How find this value $\frac{a^2+b^2-c^2}{2ab}+\frac{a^2+c^2-b^2}{2ac}+\frac{b^2+c^2-a^2}{2bc}$ let $a,b,c$ such that
$$\left(\dfrac{a^2+b^2-c^2}{2ab}\right)^2+\left(\dfrac{b^2+c^2-a^2}{2bc}\right)^2+\left(\dfrac{a^2+c^2-b^2}{2ac}\right)^2=3,$$
find the value 
$$\dfrac{a^2+b^2-c^2}{2ab}+\dfrac{a^2+c^2-b^2}{2ac}+\dfrac{b^2+c^2-a^2}{2bc}$$
is true?
Yes, I tink this problem can prove
$$(a+b+c)(a+b-c)(a+c-b)(b+c-a)=0$$
so $$\dfrac{a^2+b^2-c^2}{2ab}+\dfrac{a^2+c^2-b^2}{2ac}+\dfrac{b^2+c^2-a^2}{2bc}=1or -3$$
How many nice methods prove $$(a+b+c)(a+b-c)(a+c-b)(b+c-a)=0$$ ?

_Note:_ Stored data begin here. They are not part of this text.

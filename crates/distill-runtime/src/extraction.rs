//! Extraction engine: one value per schema field.
//!
//! Each field walks the same chain until something produces a value:
//!
//! 1. ask the backend, with the field's question and constraints
//! 2. on a rejected or timed-out answer, ask once more with a stricter
//!    instruction (up to `max_retries` times)
//! 3. try the field's deterministic patterns
//! 4. use the declared or kind default
//!
//! Steps 1 and 2 are skipped when the backend is unavailable, not
//! configured, or its extraction circuit is open. The chain never fails,
//! so a schema of N fields always yields N values.
//!
//! # Isolation Contract
//!
//! Fields are extracted concurrently and independently. A field's outcome
//! depends only on the document, its own field definition and the backend's
//! answers to its own questions. The one shared piece of state is the
//! extraction circuit breaker: repeated backend failures on some fields can
//! open it, and later fields then skip straight to patterns and defaults.

use crate::backend::{BackendAnswer, BackendError, IntelligentBackend, NullBackend};
use crate::config::ExtractionConfig;
use crate::evidence::EvidenceValidator;
use crate::prompts;
use crate::resilience::{BackendStage, CircuitBreaker};
use distill_core::fallback::{self, FallbackExtractor, RegexFallback};
use distill_core::{
    check_document, ExtractedValue, ExtractedValues, ExtractionError, FieldSchema, FieldSpec,
    FieldValue, ValueSource,
};
use futures::stream::{self, StreamExt};
use serde::Serialize;
use std::sync::Arc;

/// Counts of how a document's fields were resolved.
#[derive(Debug, Clone, Default, PartialEq, Eq, Serialize)]
pub struct ExtractionSummary {
    pub total: usize,
    pub ai: usize,
    pub fallback: usize,
    /// Fields that needed a retry, a pattern or a default
    pub degraded: Vec<String>,
    pub backend_calls: u32,
}

impl ExtractionSummary {
    pub fn of(values: &ExtractedValues) -> Self {
        let mut summary = Self {
            total: values.len(),
            ..Default::default()
        };
        for (name, value) in values {
            match value.source() {
                ValueSource::Ai => summary.ai += 1,
                ValueSource::Fallback => summary.fallback += 1,
            }
            if value.is_degraded() {
                summary.degraded.push(name.clone());
            }
            summary.backend_calls += value.attempts();
        }
        summary
    }
}

pub struct ExtractionEngine {
    backend: Arc<dyn IntelligentBackend>,
    fallback: Arc<dyn FallbackExtractor>,
    breaker: Arc<CircuitBreaker>,
    config: ExtractionConfig,
}

impl ExtractionEngine {
    pub fn new(backend: Arc<dyn IntelligentBackend>) -> Self {
        Self {
            backend,
            fallback: Arc::new(RegexFallback),
            breaker: Arc::new(CircuitBreaker::default()),
            config: ExtractionConfig::default(),
        }
    }

    /// Engine with no backend: patterns and defaults only.
    pub fn deterministic() -> Self {
        Self::new(Arc::new(NullBackend))
    }

    pub fn with_config(mut self, config: ExtractionConfig) -> Self {
        self.config = config;
        self
    }

    pub fn with_fallback(mut self, fallback: Arc<dyn FallbackExtractor>) -> Self {
        self.fallback = fallback;
        self
    }

    /// Share a breaker with other engines or requests.
    pub fn with_circuit_breaker(mut self, breaker: Arc<CircuitBreaker>) -> Self {
        self.breaker = breaker;
        self
    }

    pub fn circuit_breaker(&self) -> &Arc<CircuitBreaker> {
        &self.breaker
    }

    pub fn config(&self) -> &ExtractionConfig {
        &self.config
    }

    /// Extract every field of `schema` from `document_text`.
    ///
    /// Fails only for empty input. Every field resolves to a value.
    pub async fn extract(
        &self,
        document_text: &str,
        schema: &FieldSchema,
    ) -> Result<ExtractedValues, ExtractionError> {
        check_document(document_text)?;

        let evidence = EvidenceValidator::new(document_text);
        let limit = self.config.max_concurrency.max(1);

        let values: Vec<ExtractedValue> = stream::iter(schema.fields())
            .map(|spec| self.extract_field(document_text, spec, &evidence))
            .buffered(limit)
            .collect()
            .await;

        let values: ExtractedValues = values
            .into_iter()
            .map(|v| (v.field().to_string(), v))
            .collect();

        let summary = ExtractionSummary::of(&values);
        if summary.degraded.is_empty() {
            tracing::info!(
                backend = %self.backend.name(),
                fields = summary.total,
                ai = summary.ai,
                backend_calls = summary.backend_calls,
                "Extraction complete"
            );
        } else {
            tracing::warn!(
                backend = %self.backend.name(),
                fields = summary.total,
                ai = summary.ai,
                fallback = summary.fallback,
                degraded = ?summary.degraded,
                "Extraction complete with degraded fields"
            );
        }

        Ok(values)
    }

    async fn extract_field(
        &self,
        text: &str,
        spec: &FieldSpec,
        evidence: &EvidenceValidator,
    ) -> ExtractedValue {
        let mut warnings = Vec::new();
        let mut attempts = 0u32;
        let mut rejection: Option<String> = None;
        let max_attempts = 1 + self.config.max_retries;

        while attempts < max_attempts {
            if self.breaker.is_open(BackendStage::Extraction) {
                warnings.push("extraction circuit open; backend skipped".to_string());
                break;
            }

            let instruction = prompts::field_instruction(spec, rejection.as_deref());
            attempts += 1;

            let outcome =
                tokio::time::timeout(self.config.call_timeout, self.backend.ask(text, &instruction))
                    .await;

            match outcome {
                Ok(Ok(answer)) => {
                    self.breaker.record_success(BackendStage::Extraction);
                    match accept(spec, &answer, evidence) {
                        Ok(value) => {
                            tracing::debug!(field = %spec.name, attempts = attempts, "Backend value accepted");
                            return ExtractedValue::from_backend(
                                &spec.name,
                                value,
                                answer.rationale,
                                attempts,
                                warnings,
                            );
                        }
                        Err(reason) => {
                            tracing::warn!(field = %spec.name, attempt = attempts, reason = %reason, "Backend value rejected");
                            warnings.push(format!("attempt {}: answer rejected: {}", attempts, reason));
                            rejection = Some(reason);
                        }
                    }
                }
                Ok(Err(BackendError::NotConfigured)) => {
                    // Nothing was called
                    attempts -= 1;
                    warnings.push("no intelligent backend configured".to_string());
                    break;
                }
                Ok(Err(BackendError::Unavailable(reason))) => {
                    self.breaker.record_failure(BackendStage::Extraction);
                    tracing::warn!(field = %spec.name, reason = %reason, "Backend unavailable");
                    warnings.push(format!("attempt {}: backend unavailable: {}", attempts, reason));
                    break;
                }
                Ok(Err(BackendError::Malformed(reason))) => {
                    tracing::warn!(field = %spec.name, attempt = attempts, reason = %reason, "Malformed backend answer");
                    warnings.push(format!("attempt {}: malformed answer: {}", attempts, reason));
                    rejection = Some(format!("the answer was not the requested JSON object ({})", reason));
                }
                Ok(Err(BackendError::Timeout(after))) => {
                    self.record_timeout(spec, attempts, after, &mut warnings);
                    rejection = Some("the previous request timed out; answer briefly".to_string());
                }
                Err(_) => {
                    self.record_timeout(spec, attempts, self.config.call_timeout, &mut warnings);
                    rejection = Some("the previous request timed out; answer briefly".to_string());
                }
            }
        }

        fallback::resolve(text, spec, self.fallback.as_ref(), warnings, attempts)
    }

    fn record_timeout(
        &self,
        spec: &FieldSpec,
        attempt: u32,
        after: std::time::Duration,
        warnings: &mut Vec<String>,
    ) {
        self.breaker.record_failure(BackendStage::Extraction);
        tracing::warn!(field = %spec.name, attempt = attempt, timeout = ?after, "Backend call timed out");
        warnings.push(format!("attempt {}: backend timed out after {:?}", attempt, after));
    }
}

/// Type-check an answer and its evidence.
fn accept(
    spec: &FieldSpec,
    answer: &BackendAnswer,
    evidence: &EvidenceValidator,
) -> Result<FieldValue, String> {
    let value = spec.accept_answer(&answer.value).map_err(|e| e.to_string())?;
    evidence
        .check_quote(answer.evidence.as_deref())
        .map_err(|e| e.to_string())?;
    if spec.critical && spec.kind.is_text() {
        if let FieldValue::Text(text) = &value {
            evidence.check_verbatim(text).map_err(|e| e.to_string())?;
        }
    }
    Ok(value)
}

and  I  see this easy problem
http://zhidao.baidu.com/question/260913315.html
 A: First, we simplify the initial equation by multiplying out by the denominator. Let
$$f(a,b,c) = c^2(a^2+b^2-c^2)^2 + a^2(b^2+c^2-a^2)^2 + b^2(c^2+a^2-b^2)^2 - 12a^2b^2c^2$$
In Ron Gordon's deleted post, he realized that $f(a,b,c) = 0 $ if $a+b=c$, $b+c=a$, $c+a=b$. This strongly suggests that $a+b-c, b+c-a, c+a-b$ are factors (sort of Remainder Factor Theorem). And indeed they are. We have
$$f(a,b,c) = -(a+b-c)(a-b+c)(-a+b+c)(a+b+c)(a^2+b^2+c^2)$$
which you can check in Wolfram.
Since the denominators are non-zero, we have $(a^2+b^2+c^2)>0$. Thus $$f(a,b,c) = 0 \Leftrightarrow (a+b-c)(a-b+c)(-a+b+c)(a+b+c) = 0 $$
We now split into cases.
Case 1. $(a+b-c)(a-b+c)(-a+b+c) = 0$
(Once again, multiply by denominators, and using Ron's observation.) Defining
$$g(a,b,c) = c(a^2+b^2-c^2) + a(b^2+c^2-a^2) + b(c^2+a^2-b^2) - 2abc $$
gives us 
$$g(a,b,c) = - (a+b-c)(a-b+c)(-a+b+c) = 0 $$
Hence, the answer is 1.
Case 2. $a+b+c = 0$.
Then each term can be simplified in the form $\frac{ (a+b)^2 - c^2 - 2ab}{2ab} = -1$, hence the answer is -3.
A: I think the answer must be $1$ if we impose a triangle inequality.  The individual terms are all cosines of angles of a triangle.  Thus, the sum of those angles must be $\pi$.  But the sum of the squares of their cosines is $3$; therefore each cosine must be $\pm 1$.  But the sum of the angles is, again, $\pi$, so that two of the angles must be zero and the third $\pi$.  Thus, the sum of the cosines, which is sought, must be $1+1-1=1$.
A: I think you might be talking about a triangle, with $a$, $b$, $c$ as it's sides of a triangle. If the angles opposite to side a, b, c are A, B,C, then $$\cos A=\frac{b^2+c^2-a^2}{2cb}$$ and similarly, $$\cos B=\frac{a^2+c^2-b^2}{2ac}$$ and $$\cos C=\frac{b^2+a^2-c^2}{2ab}$$ If it is true then $\cos A = \cos B = \cos C =1$ from the first term (since minimum and maximum of cos x with any x is plus minus 1). So the answer is either -3, -2,-1 ,1,2 or 3. 
Form here, we are getting a variety of answers, but since here only one of the angle can be negative(obtuse), the answer could only be 1 or 3. (since the sum could only be 1+1-1 or 1+1+1).
Now since all three angles of the triangle cannot be 0, so they must be one angle 180 and the rest 0. So 1 is the only answer.
NOTE: The above is only true when a,b and c are angles of a triangle. And the above is the called the cosines rule of a triangle. Although the triangle discussed above is in fact a straight line, but it can be noticed that the sum of the two sees containing the 180 angle is equal to the third side.